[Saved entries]

______

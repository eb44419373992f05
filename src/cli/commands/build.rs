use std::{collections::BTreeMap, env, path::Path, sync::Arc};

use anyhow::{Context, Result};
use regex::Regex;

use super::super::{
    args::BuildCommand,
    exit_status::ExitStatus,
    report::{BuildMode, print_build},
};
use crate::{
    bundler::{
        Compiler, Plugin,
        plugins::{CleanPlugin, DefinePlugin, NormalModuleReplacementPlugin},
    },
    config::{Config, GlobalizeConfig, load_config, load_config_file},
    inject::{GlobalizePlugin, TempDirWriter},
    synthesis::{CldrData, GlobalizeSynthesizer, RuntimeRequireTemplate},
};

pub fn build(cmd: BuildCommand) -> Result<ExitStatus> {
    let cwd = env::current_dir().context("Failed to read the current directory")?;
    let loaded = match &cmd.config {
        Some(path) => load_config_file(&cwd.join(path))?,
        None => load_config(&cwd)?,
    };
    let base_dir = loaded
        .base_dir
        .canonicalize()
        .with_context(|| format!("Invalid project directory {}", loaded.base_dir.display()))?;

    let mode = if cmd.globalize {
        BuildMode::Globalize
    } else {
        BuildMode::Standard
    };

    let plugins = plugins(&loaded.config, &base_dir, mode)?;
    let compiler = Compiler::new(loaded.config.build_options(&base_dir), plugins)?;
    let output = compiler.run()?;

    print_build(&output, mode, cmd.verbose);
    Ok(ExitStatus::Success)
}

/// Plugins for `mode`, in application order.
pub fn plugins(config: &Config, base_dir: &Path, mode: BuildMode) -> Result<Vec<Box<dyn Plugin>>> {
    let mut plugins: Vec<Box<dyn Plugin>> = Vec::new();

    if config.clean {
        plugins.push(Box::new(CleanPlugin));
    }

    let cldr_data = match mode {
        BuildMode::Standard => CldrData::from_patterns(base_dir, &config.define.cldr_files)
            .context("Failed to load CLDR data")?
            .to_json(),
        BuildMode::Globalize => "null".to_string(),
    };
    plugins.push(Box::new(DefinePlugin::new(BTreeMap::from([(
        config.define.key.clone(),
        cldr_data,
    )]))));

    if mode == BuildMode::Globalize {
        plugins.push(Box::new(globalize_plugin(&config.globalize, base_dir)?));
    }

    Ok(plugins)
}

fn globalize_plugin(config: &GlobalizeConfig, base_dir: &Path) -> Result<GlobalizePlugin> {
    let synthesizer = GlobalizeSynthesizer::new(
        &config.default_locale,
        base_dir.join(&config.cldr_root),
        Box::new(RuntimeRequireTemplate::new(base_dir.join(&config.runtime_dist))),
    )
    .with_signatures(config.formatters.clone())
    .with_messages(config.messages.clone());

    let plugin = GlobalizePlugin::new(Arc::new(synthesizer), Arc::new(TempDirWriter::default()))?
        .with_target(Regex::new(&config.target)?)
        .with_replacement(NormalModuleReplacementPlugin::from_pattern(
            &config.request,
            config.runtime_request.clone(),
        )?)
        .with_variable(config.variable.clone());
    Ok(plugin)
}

______

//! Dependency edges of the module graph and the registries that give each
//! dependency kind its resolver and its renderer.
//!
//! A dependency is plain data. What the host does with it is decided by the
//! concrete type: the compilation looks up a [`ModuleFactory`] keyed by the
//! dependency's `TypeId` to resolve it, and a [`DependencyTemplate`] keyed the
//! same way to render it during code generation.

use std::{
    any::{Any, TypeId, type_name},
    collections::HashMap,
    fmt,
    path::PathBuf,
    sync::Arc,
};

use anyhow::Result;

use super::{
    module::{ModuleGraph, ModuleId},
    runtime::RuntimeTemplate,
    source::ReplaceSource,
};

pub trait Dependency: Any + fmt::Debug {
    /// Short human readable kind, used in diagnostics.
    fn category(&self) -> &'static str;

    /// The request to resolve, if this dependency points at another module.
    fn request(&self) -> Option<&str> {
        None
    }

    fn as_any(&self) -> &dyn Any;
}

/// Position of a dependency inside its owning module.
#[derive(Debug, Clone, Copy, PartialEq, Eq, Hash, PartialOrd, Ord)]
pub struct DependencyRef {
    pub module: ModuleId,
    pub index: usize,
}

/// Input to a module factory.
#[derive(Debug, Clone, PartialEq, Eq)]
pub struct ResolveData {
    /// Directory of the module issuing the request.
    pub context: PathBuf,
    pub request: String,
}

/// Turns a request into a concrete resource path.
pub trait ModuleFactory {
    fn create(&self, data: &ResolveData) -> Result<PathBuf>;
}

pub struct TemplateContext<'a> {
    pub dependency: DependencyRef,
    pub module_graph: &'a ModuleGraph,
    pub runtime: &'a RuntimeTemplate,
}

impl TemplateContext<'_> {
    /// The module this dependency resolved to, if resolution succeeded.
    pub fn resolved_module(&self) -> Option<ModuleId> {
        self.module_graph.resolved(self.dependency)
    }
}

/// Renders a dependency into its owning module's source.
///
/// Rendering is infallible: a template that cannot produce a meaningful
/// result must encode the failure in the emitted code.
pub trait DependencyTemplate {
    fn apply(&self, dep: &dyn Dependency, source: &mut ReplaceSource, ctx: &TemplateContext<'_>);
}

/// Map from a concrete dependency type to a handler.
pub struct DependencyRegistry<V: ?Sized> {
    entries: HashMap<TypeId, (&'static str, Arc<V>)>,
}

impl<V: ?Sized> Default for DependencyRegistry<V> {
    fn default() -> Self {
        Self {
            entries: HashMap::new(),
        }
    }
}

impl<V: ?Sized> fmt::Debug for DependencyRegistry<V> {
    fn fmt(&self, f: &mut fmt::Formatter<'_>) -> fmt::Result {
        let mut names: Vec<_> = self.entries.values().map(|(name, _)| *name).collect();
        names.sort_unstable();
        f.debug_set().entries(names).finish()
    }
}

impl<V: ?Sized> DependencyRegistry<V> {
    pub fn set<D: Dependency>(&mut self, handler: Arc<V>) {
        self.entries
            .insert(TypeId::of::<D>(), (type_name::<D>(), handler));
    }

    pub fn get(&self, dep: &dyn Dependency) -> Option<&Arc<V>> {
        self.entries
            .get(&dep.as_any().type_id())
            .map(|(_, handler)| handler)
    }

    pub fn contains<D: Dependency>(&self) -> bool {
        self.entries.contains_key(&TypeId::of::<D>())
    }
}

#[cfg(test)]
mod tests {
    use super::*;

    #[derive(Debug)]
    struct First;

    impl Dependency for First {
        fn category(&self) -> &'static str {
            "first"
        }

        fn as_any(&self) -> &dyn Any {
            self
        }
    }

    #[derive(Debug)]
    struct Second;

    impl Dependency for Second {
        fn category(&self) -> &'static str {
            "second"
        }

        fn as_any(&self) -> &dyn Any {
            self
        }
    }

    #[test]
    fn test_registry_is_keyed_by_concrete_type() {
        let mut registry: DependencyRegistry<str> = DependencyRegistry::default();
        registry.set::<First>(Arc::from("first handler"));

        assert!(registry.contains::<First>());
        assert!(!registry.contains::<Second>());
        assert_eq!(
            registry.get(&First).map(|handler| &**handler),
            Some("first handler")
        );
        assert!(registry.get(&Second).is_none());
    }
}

______

> [TASK DESCRIPTION]:
All lines above holding the word "static" make up the answer; copy each one.

> [SOLUTION TO THE EXERCISE]:
    fn category(&self) -> &'static str;
    entries: HashMap<TypeId, (&'static str, Arc<V>)>,
        fn category(&self) -> &'static str {
        fn category(&self) -> &'static str {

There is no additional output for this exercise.